Is income protection Insurance tax deductible?

02 March 2022

An introduction to income protection insurance

You have always worked to support yourself and your family, and you may well have people relying on your income to go about their normal lives. It’s hard to picture not being able to work, but what would you do if you were forced to take time off because you were injured or unwell? Would you have sufficient savings to cover your expenses for months or even years? Income protection insurance is one way of ensuring financial security in case injury or illness prevent you from working. It can offer you and your loved ones peace of mind, and can be particularly valuable for sole traders or self employed people who aren’t covered by workers compensation.

If you are injured or ill and unable to work, income protection insurance could provide you with monthly benefits of around 75% of your income, typically capped at $30,000/month. The benefits become available after a waiting period, pre-agreed upon the purchase of your policy, and will typically last up to two years or until you are 65. By taking away the stress and concern associated with a potentially significant loss of income, you will be free to recover, rehabilitate and get ready to return to work once you are able to.

Who can claim income protection insurance?

Income protection insurance is generally available to Australian citizens or permanent residents who work more than 20 hours per week. Each insurance provider will have their own questions about your life and work, often including minimum work requirements, that will help them to put together a level of cover and premium structure that suits you.

What tax deductions can you claim for income protection insurance?

To answer this question it’s best to look at income protection cover from two perspectives - the premiums (what you pay) and the benefits (what you receive). If you receive benefits from income protection insurance, these should be reported like your usual earnings at the end of the financial year. They do form part of your taxable income, which means they will be taxed at the appropriate marginal rate - like your normal salary. You should bear the total benefits and tax implications in mind when creating a sensible budget for your period out of work.

On the other hand, the premiums that you pay to be covered by an income protection policy are generally deductible in your tax return. The Australian Tax Office calls this income protection of existing salary cover. This advice is general, so you should work with your tax adviser or accountant to establish what level of deduction you are able to make based on your individual policy, and to include this in your annual tax return.

What if my income protection insurance is part of a life insurance policy bundle?

Many people will structure their insurance via a ‘bundle’ - this means purchasing multiple cover types at the same time. This is very often true with life insurance, as people may opt for a range of policies to ensure they are sufficiently covered for a number of different circumstances. Other life insurance types that are frequently bundled with Income Protection include Total Permanent Disability, Life Insurance or Critical Illness cover. However, Income Protection insurance is the only insurance type that is eligible for tax deductions on premiums - you can’t claim a deduction on premiums paid in a lump sum. Your adviser or accountant will be able to help with how the reporting happens in practice, but put simply if your premiums are $1,000 and only $250 of this relates to Income Protection insurance, only this part of the premium can be tax deductible.

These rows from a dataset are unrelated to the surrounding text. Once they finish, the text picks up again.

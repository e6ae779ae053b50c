//! Read-only inputs of a scan.

use xpu_compute::KernContext;
use xpu_expr::ExprProgram;
use xpu_kds::{Kds, KdsFormat};
use xpu_result::{Error, Result};
use xpu_types::Datum;

use crate::config::EngineConfig;

#[derive(Debug, Clone, Copy, PartialEq, Eq)]
pub enum JoinKind {
    Inner,
    /// Outer rows without a match continue with the inner columns NULL.
    Left,
}

#[derive(Debug, Clone, Copy, PartialEq, Eq)]
pub enum JoinMethod {
    /// Every inner row is tested against the join qualifier.
    NestLoop,
    /// Only the chain of the outer row's hash is visited. Needs a HASH inner chunk and a
    /// hash-key entry at the depth.
    Hash,
}

/// Inner relation of one join depth.
#[derive(Debug, Clone, Copy)]
pub struct InnerRel<'a> {
    pub kds: &'a Kds,
    pub kind: JoinKind,
    pub method: JoinMethod,
}

/// Inner relations, in depth order.
#[derive(Debug, Clone, Default)]
pub struct MultiRels<'a> {
    rels: Vec<InnerRel<'a>>,
}

impl<'a> MultiRels<'a> {
    pub fn new() -> Self {
        Self::default()
    }

    pub fn join(mut self, kds: &'a Kds, kind: JoinKind, method: JoinMethod) -> Self {
        self.rels.push(InnerRel { kds, kind, method });
        self
    }

    #[inline]
    pub fn len(&self) -> usize {
        self.rels.len()
    }

    #[inline]
    pub fn is_empty(&self) -> bool {
        self.rels.is_empty()
    }

    /// Inner relation of join depth `depth` (1-based).
    #[inline]
    pub fn at(&self, depth: usize) -> Option<&InnerRel<'a>> {
        depth.checked_sub(1).and_then(|d| self.rels.get(d))
    }
}

/// Everything a launch reads: configuration, program, parameters, the outer source and the
/// inner relations. Validated once when built.
#[derive(Debug, Clone)]
pub struct KernSession<'a> {
    config: &'a EngineConfig,
    program: &'a ExprProgram,
    params: &'a [Datum],
    source: &'a Kds,
    rels: MultiRels<'a>,
}

impl<'a> KernSession<'a> {
    /// A plain scan.
    pub fn scan(
        config: &'a EngineConfig,
        program: &'a ExprProgram,
        params: &'a [Datum],
        source: &'a Kds,
    ) -> Result<Self> {
        Self::join(config, program, params, source, MultiRels::new())
    }

    /// A scan joined with `rels`.
    pub fn join(
        config: &'a EngineConfig,
        program: &'a ExprProgram,
        params: &'a [Datum],
        source: &'a Kds,
        rels: MultiRels<'a>,
    ) -> Result<Self> {
        config.validate()?;
        program.validate(&config.build_options())?;
        KernContext::check_params(program, params)?;
        if program.n_rels() as usize != rels.len() {
            return Err(Error::InvalidArgumentError(format!(
                "program joins {} relations, {} supplied",
                program.n_rels(),
                rels.len()
            )));
        }
        if source.format() == KdsFormat::Hash {
            return Err(Error::InvalidArgumentError(
                "a HASH chunk cannot be the outer source".into(),
            ));
        }
        for depth in 1..=rels.len() {
            let Some(rel) = rels.at(depth) else { continue };
            let has_hash_keys = program.entries().hash_keys[depth - 1].is_some();
            match rel.method {
                JoinMethod::Hash if rel.kds.format() != KdsFormat::Hash => {
                    return Err(Error::InvalidArgumentError(format!(
                        "hash join at depth {depth} needs a HASH inner chunk"
                    )));
                }
                JoinMethod::Hash if !has_hash_keys => {
                    return Err(Error::InvalidArgumentError(format!(
                        "hash join at depth {depth} has no hash keys"
                    )));
                }
                JoinMethod::NestLoop if has_hash_keys => {
                    return Err(Error::InvalidArgumentError(format!(
                        "nested loop at depth {depth} has hash keys"
                    )));
                }
                _ => {}
            }
            if rel.kds.format() == KdsFormat::Block {
                return Err(Error::InvalidArgumentError(format!(
                    "BLOCK chunk at depth {depth} cannot be an inner relation"
                )));
            }
        }
        Ok(Self {
            config,
            program,
            params,
            source,
            rels,
        })
    }

    #[inline]
    pub fn config(&self) -> &'a EngineConfig {
        self.config
    }

    #[inline]
    pub fn program(&self) -> &'a ExprProgram {
        self.program
    }

    #[inline]
    pub fn params(&self) -> &'a [Datum] {
        self.params
    }

    #[inline]
    pub fn source(&self) -> &'a Kds {
        self.source
    }

    #[inline]
    pub fn rels(&self) -> &MultiRels<'a> {
        &self.rels
    }

    #[inline]
    pub fn n_rels(&self) -> usize {
        self.rels.len()
    }

    /// Evaluation context with the configured device limits.
    pub fn device_context(&self) -> KernContext<'a> {
        KernContext::new(
            self.program,
            self.params,
            self.config.device_kind,
            self.config.kvars_nbytes,
        )
    }

    /// Unlimited evaluation context for host-side work.
    pub fn host_context(&self) -> KernContext<'a> {
        KernContext::host(self.program, self.params)
    }
}
//! First-failure-wins error arbitration.
//!
//! Every thread of a launch reports into one [`ErrorRecord`]. The code slot starts at
//! [`ErrorCode::Success`]; the first thread whose compare-and-swap moves it away from that
//! sentinel owns the record and is the only one allowed to publish its location and
//! message. Losers are dropped, never merged, so the record always describes exactly one
//! of the raised errors.

use std::fmt;
use std::panic::Location;
use std::sync::OnceLock;
use std::sync::atomic::{AtomicU32, Ordering};

use crate::code::ErrorCode;
use crate::error::Error;

/// Maximum message length kept in the record, in bytes.
pub const MESSAGE_LIMIT: usize = 128;

/// An error raised by device code, with the source location that raised it.
#[derive(Clone, PartialEq, Eq)]
pub struct DeviceError {
    pub code: ErrorCode,
    pub function: &'static str,
    pub location: &'static Location<'static>,
    pub message: String,
    /// Extra code-specific word (unsupported opcode id, cache signature).
    pub aux: u64,
}

impl DeviceError {
    #[track_caller]
    pub fn new(code: ErrorCode, function: &'static str, message: impl Into<String>) -> Self {
        Self {
            code,
            function,
            location: Location::caller(),
            message: message.into(),
            aux: 0,
        }
    }

    #[track_caller]
    pub fn eval(function: &'static str, message: impl Into<String>) -> Self {
        Self::new(ErrorCode::ExpressionEval, function, message)
    }

    #[track_caller]
    pub fn no_space(function: &'static str, message: impl Into<String>) -> Self {
        Self::new(ErrorCode::DataStoreNoSpace, function, message)
    }

    #[track_caller]
    pub fn fatal(function: &'static str, message: impl Into<String>) -> Self {
        Self::new(ErrorCode::SystemFatal, function, message)
    }

    #[track_caller]
    pub fn unsupported(function: &'static str, opcode: u32) -> Self {
        Self {
            aux: u64::from(opcode),
            ..Self::new(
                ErrorCode::UnsupportedOpcode,
                function,
                format!("unsupported device opcode {opcode}"),
            )
        }
    }

    #[inline]
    pub fn is_fatal(&self) -> bool {
        self.code.is_fatal()
    }
}

impl fmt::Debug for DeviceError {
    fn fmt(&self, f: &mut fmt::Formatter<'_>) -> fmt::Result {
        write!(
            f,
            "{}: {} ({}:{}, {})",
            self.code.name(),
            self.message,
            self.location.file(),
            self.location.line(),
            self.function
        )
    }
}

impl fmt::Display for DeviceError {
    fn fmt(&self, f: &mut fmt::Formatter<'_>) -> fmt::Result {
        fmt::Debug::fmt(self, f)
    }
}

impl From<DeviceError> for Error {
    fn from(err: DeviceError) -> Self {
        Error::from(&ErrorDetails::from_device(&err))
    }
}

/// Snapshot of the winning error, as published by the CAS winner.
#[derive(Debug, Clone, PartialEq, Eq)]
pub struct ErrorDetails {
    pub code: ErrorCode,
    pub file: &'static str,
    pub line: u32,
    pub function: &'static str,
    pub message: String,
    pub aux: u64,
}

impl ErrorDetails {
    fn from_device(err: &DeviceError) -> Self {
        Self {
            code: err.code,
            file: err.location.file(),
            line: err.location.line(),
            function: err.function,
            message: truncate_message(&err.message),
            aux: err.aux,
        }
    }
}

fn truncate_message(message: &str) -> String {
    if message.len() <= MESSAGE_LIMIT {
        return message.to_string();
    }
    let mut end = MESSAGE_LIMIT;
    while !message.is_char_boundary(end) {
        end -= 1;
    }
    message[..end].to_string()
}

/// Shared first-failure slot of a task.
#[derive(Debug, Default)]
pub struct ErrorRecord {
    code: AtomicU32,
    details: OnceLock<ErrorDetails>,
}

impl ErrorRecord {
    pub fn new() -> Self {
        Self::default()
    }

    /// Try to claim the record for `err`. Returns `true` if this call won.
    ///
    /// Only the winner writes the location and message; every other caller returns
    /// without touching the record.
    pub fn report(&self, err: &DeviceError) -> bool {
        let code = u32::from(err.code);
        if code == u32::from(ErrorCode::Success) {
            return false;
        }
        match self.code.compare_exchange(
            u32::from(ErrorCode::Success),
            code,
            Ordering::AcqRel,
            Ordering::Acquire,
        ) {
            Ok(_) => {
                let _ = self.details.set(ErrorDetails::from_device(err));
                tracing::debug!(
                    "[ERROR] {} claimed error record: {}",
                    err.code.name(),
                    err.message
                );
                true
            }
            Err(_) => false,
        }
    }

    /// Current code. [`ErrorCode::Success`] if nothing has been reported.
    #[inline]
    pub fn code(&self) -> ErrorCode {
        ErrorCode::from_raw(self.code.load(Ordering::Acquire))
    }

    #[inline]
    pub fn has_error(&self) -> bool {
        self.code() != ErrorCode::Success
    }

    /// Cheap poll used by warps at chunk boundaries.
    #[inline]
    pub fn is_fatal(&self) -> bool {
        self.code().is_fatal()
    }

    /// Published details. Only meaningful after the launch has returned; while threads
    /// are still running the winner may not have finished publishing.
    pub fn details(&self) -> Option<&ErrorDetails> {
        if self.has_error() {
            self.details.get()
        } else {
            None
        }
    }

    /// Host error for the recorded failure, if any.
    pub fn to_error(&self) -> Option<Error> {
        match self.details() {
            Some(details) => Some(Error::from(details)),
            None if self.has_error() => Some(Error::Internal(format!(
                "error record holds {} without details",
                self.code().name()
            ))),
            None => None,
        }
    }

    /// Clear the record between scans. Requires exclusive access, so no launch can be
    /// running.
    pub fn reset(&mut self) {
        *self.code.get_mut() = u32::from(ErrorCode::Success);
        self.details = OnceLock::new();
    }
}

#[cfg(test)]
mod tests {
    use super::*;
    use rayon::prelude::*;

    #[test]
    fn first_report_wins() {
        let record = ErrorRecord::new();
        assert!(!record.has_error());
        assert!(record.report(&DeviceError::eval("int4pl", "integer out of range")));
        assert!(!record.report(&DeviceError::fatal("kern_main", "boom")));
        let details = record.details().unwrap();
        assert_eq!(details.code, ErrorCode::ExpressionEval);
        assert_eq!(details.function, "int4pl");
        assert_eq!(details.message, "integer out of range");
        assert!(details.file.ends_with("record.rs"));
        assert!(!record.is_fatal());
    }

    #[test]
    fn success_is_never_reported() {
        let record = ErrorRecord::new();
        assert!(!record.report(&DeviceError::new(ErrorCode::Success, "noop", "")));
        assert!(record.details().is_none());
        assert!(record.to_error().is_none());
    }

    #[test]
    fn message_is_truncated_on_char_boundary() {
        let record = ErrorRecord::new();
        let long = "é".repeat(MESSAGE_LIMIT);
        record.report(&DeviceError::eval("textcat", long));
        let details = record.details().unwrap();
        assert!(details.message.len() <= MESSAGE_LIMIT);
        assert!(details.message.chars().all(|c| c == 'é'));
    }

    #[test]
    fn concurrent_reports_yield_one_consistent_winner() {
        const CODES: [ErrorCode; 4] = [
            ErrorCode::DataStoreNoSpace,
            ErrorCode::ExpressionEval,
            ErrorCode::UnsupportedOpcode,
            ErrorCode::SystemFatal,
        ];
        for _ in 0..50 {
            let record = ErrorRecord::new();
            let wins: usize = (0..256usize)
                .into_par_iter()
                .map(|i| {
                    let code = CODES[i % CODES.len()];
                    let err = DeviceError::new(code, "worker", format!("thread-{i}-{}", code.name()));
                    usize::from(record.report(&err))
                })
                .sum();
            assert_eq!(wins, 1);
            let details = record.details().unwrap();
            assert!(CODES.contains(&details.code));
            assert_eq!(record.code(), details.code);
            // message was written by the same thread that set the code
            assert!(details.message.ends_with(details.code.name()));
        }
    }

    #[test]
    fn reset_clears_the_record() {
        let mut record = ErrorRecord::new();
        record.report(&DeviceError::fatal("kern_main", "boom"));
        assert!(record.is_fatal());
        record.reset();
        assert!(!record.has_error());
        assert!(record.report(&DeviceError::eval("int8mul", "bigint out of range")));
        assert_eq!(record.code(), ErrorCode::ExpressionEval);
    }

    #[test]
    fn converts_to_host_error() {
        let record = ErrorRecord::new();
        record.report(&DeviceError::unsupported("kern_eval", 999));
        match record.to_error() {
            Some(Error::UnsupportedOpcode(999)) => {}
            other => panic!("unexpected {other:?}"),
        }
    }
}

Claiming income protection tax deductions through superannuation premiums

Quite often, you can access life insurance through your superannuation, and this is also true of income protection cover. Check what you are eligible for under your current superannuation set up. If your income protection premiums are arranged through your superannuation you cannot claim these as tax deductions. In this case, it’s best to work with your adviser and the Australian Tax Office guidelines to ensure you’re making the most of any possible deductions.

If you’re ready to consider income protection cover, contact the Suncorp Life team today on 13 11 55 or get a quick quote online.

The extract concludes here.